Noël aux Trois Gares

Publié le par Laurageai

Où est-elle mon église, son clocher dans l’hiver,

Perché sur le lacis des longs chemins de fer

Qui portaient vers l’Asie de somnolents trains verts ?

Où est-elle cette amie qui marchait à mon bras,

Sur le pont enneigé, allant à petits pas,

Corpulente et joviale, tandis que tout là bas,

Des fantômes pressés bousculaient les frimas,

Tordant leurs blancs cheveux dans les rayons des phares

Qui cherchaient dans la nuit le chemin des trois Gares.

 

Où sont les hautes vitres de la nef bleutée,

Fleuries de cierges d’or et d’encens embrumées,

Portes du paradis dans l’enfer retrouvées ?

Et sous l’iconostase, les sapins et les fleurs

Répandant alentour leurs prenantes odeurs?

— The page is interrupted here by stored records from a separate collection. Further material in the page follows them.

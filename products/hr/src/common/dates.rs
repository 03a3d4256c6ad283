use chrono::{Datelike, NaiveDate};

/// Builds a date for the literal datasets.
pub(crate) fn ymd(year: i32, month: u32, day: u32) -> NaiveDate {
    NaiveDate::from_ymd_opt(year, month, day).expect("literal date")
}

/// Shown wherever a value is missing.
pub const PLACEHOLDER: &str = "-";

/// `Jan 5, 2025`.
pub fn format_date(date: NaiveDate) -> String {
    date.format("%b %-d, %Y").to_string()
}

pub fn format_optional_date(date: Option<NaiveDate>) -> String {
    date.map(format_date)
        .unwrap_or_else(|| PLACEHOLDER.to_string())
}

/// `Jan 5 - Jan 9, 2025` when both ends share a year, otherwise both dates in full.
pub fn format_date_range(start: NaiveDate, end: NaiveDate) -> String {
    if start == end {
        return format_date(start);
    }
    if start.year() == end.year() {
        format!("{} - {}", start.format("%b %-d"), format_date(end))
    } else {
        format!("{} - {}", format_date(start), format_date(end))
    }
}

/// Calendar days covered by `start..=end`; a reversed range counts as zero.
pub fn days_inclusive(start: NaiveDate, end: NaiveDate) -> u32 {
    let days = (end - start).num_days() + 1;
    u32::try_from(days.max(0)).unwrap_or(0)
}

/// Parses a `YYYY-MM` month key.
pub fn parse_month_key(key: &str) -> Option<(i32, u32)> {
    let (year, month) = key.trim().split_once('-')?;
    let year = year.parse::<i32>().ok()?;
    let month = month.parse::<u32>().ok()?;
    (1..=12).contains(&month).then_some((year, month))
}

Les douces auréoles et les sombres visages

Qu’éclairaient de grands yeux et de vagues lueurs,

Les enfants chahuteurs, les vieillards recueillis,

Les minces jeunes filles, si fraîches et si sages

Et les garçons barbus, aux beaux regards songeurs,

Les chasubles brillantes du clergé réjoui ?

 

Au retour, sur le pont, dans un brouillard cuivré,

Nous voyions suspendues, bien au dessus des voies,

Les lanternes géantes des hôtels éclairés,

Quelques points lumineux, ça et là clairsemés,

Bleus dans les serpents gris qui rampaient vers les gares,

Emportant des wagons jusqu’aux rigides barres,

Bétonnées par là bas dans les remous du froid.

Les croyants se hâtaient, évitant le verglas,

Les ivrognes hagards et les chiens affamés,

Vous marchiez à mon bras d’un pas mal assuré,

Mon cœur s’élargissait au son du carillon

Trébuchant, infini, s’envolant et tintant,

Retentissant tout clair au travers des flocons,

Et s’en allant quêtant par delà l’horizon,

L’étoile de Noël au faîte des nuées.